El resto de la acrópolis superior se extiende a lo largo de la cresta: los cimientos de la gran Biblioteca de Pérgamo, que llegó a albergar doscientos mil rollos y rivalizó tan de cerca con Alejandría que, según la historia que me contó un guía compartiendo mi taxi, los egipcios cortaron el suministro de papiro a Pérgamo para frenarla — razón por la cual el pergamino, hecho de piel animal tratada, se desarrolló aquí como solución. No sabría decir si la historia resiste un escrutinio histórico riguroso, pero es el tipo de detalle que hace que las rivalidades antiguas de repente se sientan personales. El altar de Zeus en sí desapareció hace tiempo, su dramático friso enviado a Berlín en el siglo diecinueve y reensamblado en el museo que lleva el nombre de la ciudad — un hecho que cada guía turco menciona con una ironía específica y cansada.

Las empinadas gradas escalonadas del teatro antiguo de Pérgamo descendiendo la ladera hacia la llanura de abajo

Abajo en el valle, a quince minutos a pie de la moderna ciudad de Bergama, se encuentra el Asclepion — un santuario de sanación dedicado al dios de la medicina, y uno de los verdaderos hospitales del mundo antiguo. Los pacientes llegaban aquí para semanas o meses de tratamiento que mezclaba práctica médica real con teatro y sugestión: interpretación de sueños, baños de barro, un régimen dietético, y un largo túnel subterráneo por el que los pacientes caminaban mientras sacerdotes invisibles pronunciaban palabras de aliento a través de aberturas en el techo, con el sonido llegando como de la nada. Caminé el túnel yo mismo, y aun sabiendo exactamente cómo funcionaba el truco, el efecto de una voz incorpórea sobre mi cabeza en la oscuridad fue inquietante de una manera que parecía completamente intencional.
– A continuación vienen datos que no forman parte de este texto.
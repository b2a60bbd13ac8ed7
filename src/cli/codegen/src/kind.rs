/* src/cli/codegen/src/kind.rs */

use serde::Serialize;

use crate::options::RouteSource;
use crate::route_file::RouteFile;

#[derive(Debug, Clone, Copy, PartialEq, Eq, Serialize)]
#[serde(rename_all = "kebab-case")]
pub enum RouteKind {
  StaticAsset,
  DynamicText,
  DynamicImage,
  DynamicSitemap,
}

/// Pick the route kind from the derived stem and the source flag.
/// Any dynamic stem other than robots, manifest, or sitemap is an image.
pub fn classify(file: &RouteFile, source: RouteSource) -> RouteKind {
  match source {
    RouteSource::Static => RouteKind::StaticAsset,
    RouteSource::Dynamic => match file.name.as_str() {
      "robots" | "manifest" => RouteKind::DynamicText,
      "sitemap" => RouteKind::DynamicSitemap,
      _ => RouteKind::DynamicImage,
    },
  }
}
/* src/cli/codegen/src/dispatch.rs */

use anyhow::Result;

use crate::emit::{dynamic_image_module, dynamic_sitemap_module, dynamic_text_module, static_asset_module};
use crate::host::ModuleHost;
use crate::js::{JsModule, render_module};
use crate::kind::{RouteKind, classify};
use crate::options::{GeneratorOptions, RouteRequest};
use crate::route_file::parse_route_file;

/// Classify the request and build the module for exactly one route kind.
/// Awaits one host call at most: the asset read for static files, the
/// export lookup for sitemaps.
pub async fn build_route_module<H: ModuleHost>(
  host: &H,
  request: &RouteRequest,
  options: &GeneratorOptions,
) -> Result<(RouteKind, JsModule)> {
  let file = parse_route_file(&request.file_path);
  let kind = classify(&file, request.source);
  let module = match kind {
    RouteKind::StaticAsset => {
      let bytes = host.read_asset(&file.path).await?;
      static_asset_module(&file, &bytes, options)
    }
    RouteKind::DynamicText => dynamic_text_module(&file, options),
    RouteKind::DynamicImage => dynamic_image_module(&file, request, options),
    RouteKind::DynamicSitemap => {
      let exports = host.named_exports(&file.path).await?;
      dynamic_sitemap_module(&file, &exports, request, options)
    }
  };
  Ok((kind, module))
}

/// Generate the route module source for one matched metadata file.
pub async fn generate_route_module<H: ModuleHost>(
  host: &H,
  request: &RouteRequest,
  options: &GeneratorOptions,
) -> Result<String> {
  let (_, module) = build_route_module(host, request, options).await?;
  Ok(render_module(&module))
}
/* src/cli/core/src/build/mod.rs */

// `build`: generate every metadata route under the app directory.

mod output;
mod scan;


use std::collections::BTreeMap;
use std::path::Path;

use anyhow::{Context, Result, bail};
use seam_metaroute::{
  Cardinality, FsHost, GeneratorOptions, ModuleHost, RouteKind, RouteRequest, RouteSource,
  build_route_module, content_type, render_module, route_path,
};

pub(crate) use output::{ROUTES_MANIFEST, RouteEntry};

use crate::config::MetadataSection;
use crate::ui::{self, DIM, RESET};
use scan::{FoundFile, scan_app_dir};

pub(crate) struct BuildReport {
  pub entries: Vec<RouteEntry>,
  pub near_misses: Vec<(std::path::PathBuf, &'static str)>,
}

/// Dynamic routes become multi routes when the module exports the
/// convention's generator (`generateSitemaps`, `generateImageMetadata`).
async fn cardinality_of<H: ModuleHost>(host: &H, file: &FoundFile) -> Result<Cardinality> {
  if file.found.source == RouteSource::Static {
    return Ok(Cardinality::Single);
  }
  let Some(generator) = file.found.convention.multi_generator() else {
    return Ok(Cardinality::Single);
  };
  let exports = host.named_exports(&file.path).await?;
  if exports.iter().any(|e| e == generator) {
    Ok(Cardinality::Multi)
  } else {
    Ok(Cardinality::Single)
  }
}

pub(crate) async fn run_build(
  base_dir: &Path,
  section: &MetadataSection,
  options: &GeneratorOptions,
) -> Result<BuildReport> {
  let app_dir = base_dir.join(&section.app_dir);
  if !app_dir.is_dir() {
    bail!("app directory not found: {}", app_dir.display());
  }
  let out_dir = base_dir.join(&section.out_dir);
  std::fs::create_dir_all(&out_dir)
    .with_context(|| format!("failed to create {}", out_dir.display()))?;

  let scanned = scan_app_dir(&app_dir)?;
  let host = FsHost;
  let mut routes: BTreeMap<String, RouteEntry> = BTreeMap::new();

  for file in &scanned.files {
    let cardinality = cardinality_of(&host, file).await?;
    let route = route_path(&file.route_dir, &file.found, cardinality);
    let source_rel = file.path.strip_prefix(base_dir).unwrap_or(&file.path).display().to_string();

    if let Some(existing) = routes.get(&route) {
      bail!(
        "conflicting metadata routes: {} and {} both resolve to {route}",
        existing.source,
        source_rel
      );
    }

    let request = RouteRequest::new(&file.path, file.found.source, cardinality);
    let (kind, module) = build_route_module(&host, &request, options).await?;
    let code = render_module(&module);
    let generated = output::route_to_filename(&route);
    output::write_module(&out_dir, &generated, &code)?;
    ui::detail(&format!("{route} {DIM}<- {source_rel}{RESET}"));

    let content_type = match kind {
      RouteKind::DynamicImage => None,
      _ => Some(content_type(&file.path).to_string()),
    };
    routes.insert(
      route.clone(),
      RouteEntry {
        route,
        source: source_rel,
        generated,
        kind,
        content_type,
        hash: output::content_hash(&code),
        size: code.len() as u64,
      },
    );
  }

  let entries: Vec<RouteEntry> = routes.into_values().collect();
  output::write_routes_manifest(&out_dir, &entries)?;
  Ok(BuildReport { entries, near_misses: scanned.near_misses })
}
La vía procesional con columnas que conduce al santuario de sanación del Asclepion en la base de la acrópolis de Pérgamo

La propia Bergama, la ciudad moderna envuelta alrededor de la base de la colina, es tranquila y en su mayoría ajena al turismo fuera de algunas calles cerca del museo. Comí un plato de testi kebab en un pequeño restaurante donde la olla de barro llega sellada y se rompe en la mesa con un pequeño gesto teatral, liberando una columna de vapor que huele a todo lo bueno del cordero cocinado a fuego lento. Me pareció una forma adecuada de terminar un día construido alrededor de una ciudad que nunca hizo nada a medias.

Cuándo ir: De abril a junio o de septiembre a octubre se evita lo peor del calor expuesto y sin sombra en la acrópolis. Llega a la hora de apertura — el sitio no tiene casi sombra y se pone brutalmente caliente al mediodía en verano.